C'est l'opinion exprimée par José Cipolla Neto, professeur d'université à l'université de l'institut de la Science biomédicale de São Paulo (ICB-USP), et Fernanda Gaspar font Amaral, un professeur à l'université fédérale de São Paulo (UNIFESP), les deux au Brésil, dans un article publié dans les révisions d'endocrine de tourillon.

Cipolla Neto est l'investigateur principal pour un projet supporté par la fondation de recherches de São Paulo - FAPESP sur le rôle de la mélatonine dans le règlement de métabolisme énergétique.

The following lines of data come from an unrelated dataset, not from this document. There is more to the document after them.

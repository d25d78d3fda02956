//! Header-contract tests against a live stub backend: bearer injection,
//! namespace scoping, central 401 handling, and namespace refresh.

use std::net::SocketAddr;
use std::sync::Arc;

use anyhow::Result;
use axum::extract::State;
use axum::http::{HeaderMap, StatusCode};
use axum::routing::{get, put};
use axum::{Json, Router};
use courier_client::client::{ApiClient, ApiClientConfig, HEADER_NAMESPACE};
use courier_client::context::NamespaceContext;
use courier_client::error::ApiError;
use courier_client::types::{GlobalStatus, PageQuery};
use courier_client::{message_log, template};
use courier_client_core::{FileSessionStore, MemorySessionStore, SessionStore};
use serde_json::{Value, json};
use tokio::net::TcpListener;
use tokio::sync::Mutex;
use tokio::task::JoinHandle;

#[derive(Debug, Clone)]
struct Recorded {
    path: String,
    authorization: Option<String>,
    namespace: Option<String>,
    body: Option<Value>,
}

type Log = Arc<Mutex<Vec<Recorded>>>;

async fn record(log: &Log, path: &str, headers: &HeaderMap, body: Option<Value>) {
    log.lock().await.push(Recorded {
        path: path.to_string(),
        authorization: headers
            .get("authorization")
            .and_then(|value| value.to_str().ok())
            .map(|value| value.to_string()),
        namespace: headers
            .get(HEADER_NAMESPACE)
            .and_then(|value| value.to_str().ok())
            .map(|value| value.to_string()),
        body,
    });
}

async fn recorded_for(log: &Log, path: &str) -> Vec<Recorded> {
    log.lock()
        .await
        .iter()
        .filter(|entry| entry.path == path)
        .cloned()
        .collect()
}

fn empty_page() -> Value {
    json!({"items": [], "total": 0, "page": 1, "pageSize": 20})
}

fn namespace_page(names: &[&str]) -> Value {
    let items: Vec<Value> = names
        .iter()
        .map(|name| {
            json!({
                "name": name,
                "status": "ENABLED",
                "createdAt": "2026-08-01T00:00:00Z",
                "updatedAt": "2026-08-01T00:00:00Z"
            })
        })
        .collect();
    json!({"items": items, "total": items.len(), "page": 1, "pageSize": 100})
}

async fn spawn_stub(app: Router) -> Result<(SocketAddr, JoinHandle<()>)> {
    let listener = TcpListener::bind("127.0.0.1:0").await?;
    let addr = listener.local_addr()?;
    let handle = tokio::spawn(async move {
        axum::serve(listener, app.into_make_service())
            .await
            .expect("stub backend failed");
    });
    Ok((addr, handle))
}

fn client_for(addr: SocketAddr, session: Arc<dyn SessionStore>) -> ApiClient {
    ApiClient::new(ApiClientConfig::new(format!("http://{addr}")), session)
        .expect("api client")
}

fn client_for_dev(addr: SocketAddr, session: Arc<dyn SessionStore>) -> ApiClient {
    let mut config = ApiClientConfig::new(format!("http://{addr}"));
    config.dev_mode = true;
    ApiClient::new(config, session).expect("api client")
}

/// Stub covering the paths these tests touch, recording every request.
fn recording_app(log: Log) -> Router {
    Router::new()
        .route(
            template::LIST_PATH,
            get(|State(log): State<Log>, headers: HeaderMap| async move {
                record(&log, template::LIST_PATH, &headers, None).await;
                Json(empty_page())
            }),
        )
        .route(
            "/v1/namespaces",
            get(|State(log): State<Log>, headers: HeaderMap| async move {
                record(&log, "/v1/namespaces", &headers, None).await;
                Json(namespace_page(&["prod", "staging"]))
            }),
        )
        .route(
            "/health",
            get(|State(log): State<Log>, headers: HeaderMap| async move {
                record(&log, "/health", &headers, None).await;
                Json(json!({
                    "status": "SERVING",
                    "message": "ok",
                    "timestamp": "2026-08-01T00:00:00Z"
                }))
            }),
        )
        .route(
            "/v1/message-log/log_1/retry",
            put(
                |State(log): State<Log>, headers: HeaderMap, Json(body): Json<Value>| async move {
                    record(&log, "/v1/message-log/log_1/retry", &headers, Some(body)).await;
                    Json(json!({"code": 0, "message": "ok"}))
                },
            ),
        )
        .with_state(log)
}

#[tokio::test]
async fn scoped_request_carries_selected_namespace() -> Result<()> {
    let log: Log = Log::default();
    let (addr, server) = spawn_stub(recording_app(Arc::clone(&log))).await?;

    let session = Arc::new(MemorySessionStore::new());
    session.set_current_namespace("prod")?;
    let client = client_for(addr, Arc::clone(&session) as Arc<dyn SessionStore>);

    client
        .templates()
        .list(&Default::default())
        .await
        .map_err(anyhow::Error::from)?;

    let requests = recorded_for(&log, template::LIST_PATH).await;
    assert_eq!(requests.len(), 1);
    assert_eq!(requests[0].namespace.as_deref(), Some("prod"));

    // Deselecting drops the header entirely.
    session.clear_current_namespace()?;
    client
        .templates()
        .list(&Default::default())
        .await
        .map_err(anyhow::Error::from)?;

    let requests = recorded_for(&log, template::LIST_PATH).await;
    assert_eq!(requests.len(), 2);
    assert_eq!(requests[1].namespace, None);

    server.abort();
    Ok(())
}

#[tokio::test]
async fn namespace_and_health_endpoints_are_exempt() -> Result<()> {
    let log: Log = Log::default();
    let (addr, server) = spawn_stub(recording_app(Arc::clone(&log))).await?;

    let session = Arc::new(MemorySessionStore::new());
    session.set_current_namespace("prod")?;
    let client = client_for(addr, session);

    client
        .namespaces()
        .list(&PageQuery::page(1, 100))
        .await
        .map_err(anyhow::Error::from)?;
    client.health().check().await.map_err(anyhow::Error::from)?;

    let namespaces = recorded_for(&log, "/v1/namespaces").await;
    assert_eq!(namespaces.len(), 1);
    assert_eq!(namespaces[0].namespace, None);

    let health = recorded_for(&log, "/health").await;
    assert_eq!(health.len(), 1);
    assert_eq!(health[0].namespace, None);

    server.abort();
    Ok(())
}

#[tokio::test]
async fn bearer_token_sent_only_when_present() -> Result<()> {
    let log: Log = Log::default();
    let (addr, server) = spawn_stub(recording_app(Arc::clone(&log))).await?;

    let session = Arc::new(MemorySessionStore::new());
    let client = client_for(addr, Arc::clone(&session) as Arc<dyn SessionStore>);

    client
        .templates()
        .list(&Default::default())
        .await
        .map_err(anyhow::Error::from)?;
    let requests = recorded_for(&log, template::LIST_PATH).await;
    assert_eq!(requests[0].authorization, None);

    session.set_auth_token("tok_123")?;
    client
        .templates()
        .list(&Default::default())
        .await
        .map_err(anyhow::Error::from)?;
    let requests = recorded_for(&log, template::LIST_PATH).await;
    assert_eq!(requests.len(), 2);
    assert_eq!(requests[1].authorization.as_deref(), Some("Bearer tok_123"));

    server.abort();
    Ok(())
}

#[tokio::test]
async fn transition_body_echoes_uid() -> Result<()> {
    let log: Log = Log::default();
    let (addr, server) = spawn_stub(recording_app(Arc::clone(&log))).await?;

    let session = Arc::new(MemorySessionStore::new());
    session.set_current_namespace("prod")?;
    let client = client_for(addr, session);

    client
        .message_logs()
        .retry("log_1")
        .await
        .map_err(anyhow::Error::from)?;

    let path = message_log::action_path("log_1", message_log::LogAction::Retry);
    let requests = recorded_for(&log, &path).await;
    assert_eq!(requests.len(), 1);
    assert_eq!(requests[0].body, Some(json!({"uid": "log_1"})));
    assert_eq!(requests[0].namespace.as_deref(), Some("prod"));

    server.abort();
    Ok(())
}

#[tokio::test]
async fn unauthorized_clears_token_but_keeps_namespace() -> Result<()> {
    let app = Router::new().route(
        template::LIST_PATH,
        get(|| async { (StatusCode::UNAUTHORIZED, Json(json!({"message": "expired"}))) }),
    );
    let (addr, server) = spawn_stub(app).await?;

    let session = Arc::new(MemorySessionStore::new());
    session.set_auth_token("tok_123")?;
    session.set_current_namespace("prod")?;
    let client = client_for(addr, Arc::clone(&session) as Arc<dyn SessionStore>);

    let result = client.templates().list(&Default::default()).await;
    assert!(matches!(result, Err(ApiError::Unauthorized { .. })));
    assert_eq!(session.auth_token(), None);
    assert_eq!(session.current_namespace().as_deref(), Some("prod"));

    server.abort();
    Ok(())
}

#[tokio::test]
async fn dev_mode_suppresses_auto_logout() -> Result<()> {
    let app = Router::new().route(
        template::LIST_PATH,
        get(|| async { (StatusCode::UNAUTHORIZED, Json(json!({"message": "expired"}))) }),
    );
    let (addr, server) = spawn_stub(app).await?;

    let session = Arc::new(MemorySessionStore::new());
    session.set_auth_token("tok_123")?;
    let client = client_for_dev(addr, Arc::clone(&session) as Arc<dyn SessionStore>);

    let result = client.templates().list(&Default::default()).await;
    assert!(matches!(result, Err(ApiError::Unauthorized { .. })));
    assert_eq!(session.auth_token().as_deref(), Some("tok_123"));

    server.abort();
    Ok(())
}

#[tokio::test]
async fn non_401_errors_propagate_unchanged() -> Result<()> {
    let app = Router::new().route(
        template::LIST_PATH,
        get(|| async {
            (
                StatusCode::BAD_REQUEST,
                Json(json!({
                    "code": 3,
                    "message": "validation failed",
                    "metadata": {"name": "must not be empty"}
                })),
            )
        }),
    );
    let (addr, server) = spawn_stub(app).await?;

    let session = Arc::new(MemorySessionStore::new());
    session.set_auth_token("tok_123")?;
    let client = client_for(addr, Arc::clone(&session) as Arc<dyn SessionStore>);

    let error = client
        .templates()
        .list(&Default::default())
        .await
        .expect_err("expected 400");
    let fields = error.field_errors().expect("structured validation body");
    assert_eq!(
        fields.metadata.get("name").map(String::as_str),
        Some("must not be empty")
    );
    // Token untouched by non-401 failures.
    assert_eq!(session.auth_token().as_deref(), Some("tok_123"));

    server.abort();
    Ok(())
}

#[tokio::test]
async fn refresh_clears_vanished_selection() -> Result<()> {
    let log: Log = Log::default();
    let (addr, server) = spawn_stub(recording_app(Arc::clone(&log))).await?;

    let session = Arc::new(MemorySessionStore::new());
    session.set_current_namespace("gone")?;
    let client = client_for(addr, Arc::clone(&session) as Arc<dyn SessionStore>);

    let mut context = NamespaceContext::load(Arc::clone(&session) as Arc<dyn SessionStore>);
    context.refresh(&client).await.map_err(anyhow::Error::from)?;

    assert_eq!(context.current(), None);
    assert_eq!(session.current_namespace(), None);
    assert_eq!(context.namespaces().len(), 2);

    server.abort();
    Ok(())
}

#[tokio::test]
async fn refresh_keeps_selection_still_present() -> Result<()> {
    let log: Log = Log::default();
    let (addr, server) = spawn_stub(recording_app(Arc::clone(&log))).await?;

    let session = Arc::new(MemorySessionStore::new());
    session.set_current_namespace("prod")?;
    let client = client_for(addr, Arc::clone(&session) as Arc<dyn SessionStore>);

    let mut context = NamespaceContext::load(Arc::clone(&session) as Arc<dyn SessionStore>);
    context.refresh(&client).await.map_err(anyhow::Error::from)?;

    assert_eq!(context.current(), Some("prod"));
    assert_eq!(session.current_namespace().as_deref(), Some("prod"));

    server.abort();
    Ok(())
}

#[tokio::test]
async fn refresh_failure_keeps_cached_state() -> Result<()> {
    let app = Router::new().route(
        "/v1/namespaces",
        get(|| async {
            (
                StatusCode::SERVICE_UNAVAILABLE,
                Json(json!({"message": "down"})),
            )
        }),
    );
    let (addr, server) = spawn_stub(app).await?;

    let session = Arc::new(MemorySessionStore::new());
    session.set_current_namespace("prod")?;
    let client = client_for(addr, Arc::clone(&session) as Arc<dyn SessionStore>);

    let mut context = NamespaceContext::load(Arc::clone(&session) as Arc<dyn SessionStore>);
    let result = context.refresh(&client).await;

    assert!(matches!(result, Err(ApiError::Http { .. })));
    assert_eq!(context.current(), Some("prod"));
    assert_eq!(session.current_namespace().as_deref(), Some("prod"));
    assert!(!context.loading());

    server.abort();
    Ok(())
}

#[tokio::test]
async fn selection_survives_store_reopen() -> Result<()> {
    let dir = tempfile::tempdir()?;
    let path = dir.path().join("session.json");

    {
        let store: Arc<dyn SessionStore> = Arc::new(FileSessionStore::open(&path)?);
        let mut context = NamespaceContext::load(Arc::clone(&store));
        context
            .set_current(Some("ns1"))
            .map_err(anyhow::Error::from)?;
    }

    let reopened: Arc<dyn SessionStore> = Arc::new(FileSessionStore::open(&path)?);
    let context = NamespaceContext::load(reopened);
    assert_eq!(context.current(), Some("ns1"));
    Ok(())
}

#[tokio::test]
async fn status_body_is_stringly_typed() -> Result<()> {
    let log: Log = Log::default();
    let app = Router::new()
        .route(
            "/v1/template/tpl_1/status",
            put(
                |State(log): State<Log>, headers: HeaderMap, Json(body): Json<Value>| async move {
                    record(&log, "/v1/template/tpl_1/status", &headers, Some(body)).await;
                    Json(json!({"code": 0, "message": "ok"}))
                },
            ),
        )
        .with_state(Arc::clone(&log));
    let (addr, server) = spawn_stub(app).await?;

    let session = Arc::new(MemorySessionStore::new());
    session.set_current_namespace("prod")?;
    let client = client_for(addr, session);

    client
        .templates()
        .update_status("tpl_1", GlobalStatus::Disabled)
        .await
        .map_err(anyhow::Error::from)?;

    let requests = recorded_for(&log, "/v1/template/tpl_1/status").await;
    assert_eq!(requests.len(), 1);
    assert_eq!(
        requests[0].body,
        Some(json!({"uid": "tpl_1", "status": "DISABLED"}))
    );

    server.abort();
    Ok(())
}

La « mélatonine non seulement adapte l'organisme au reste nocturne mais le prépare également métaboliquement pour le next day, quand elle devra être suffisamment sensible pour absorber la nourriture, par exemple, » il a dit. Le fuselage produit la mélatonine seulement la nuit.

« Si la production nocturne de la mélatonine est bloquée par la lumière au cours de la nuit, particulièrement par la lumière bleue des smartphones, ceci peut contribuer aux maladies, telles que des troubles du sommeil et l'hypertension, et aux bruits métaboliques, y compris l'obésité et le diabète. Cette situation potentiellement pathogène est due non seulement de la production insuffisante de mélatonine mais également à un de ses plus d'effets immédiats, qui est une condition connue sous le nom de chronodisruption, une désorganisation temporelle du rythme circadien des rôles biologiques, » Cipolla Neto a indiqué.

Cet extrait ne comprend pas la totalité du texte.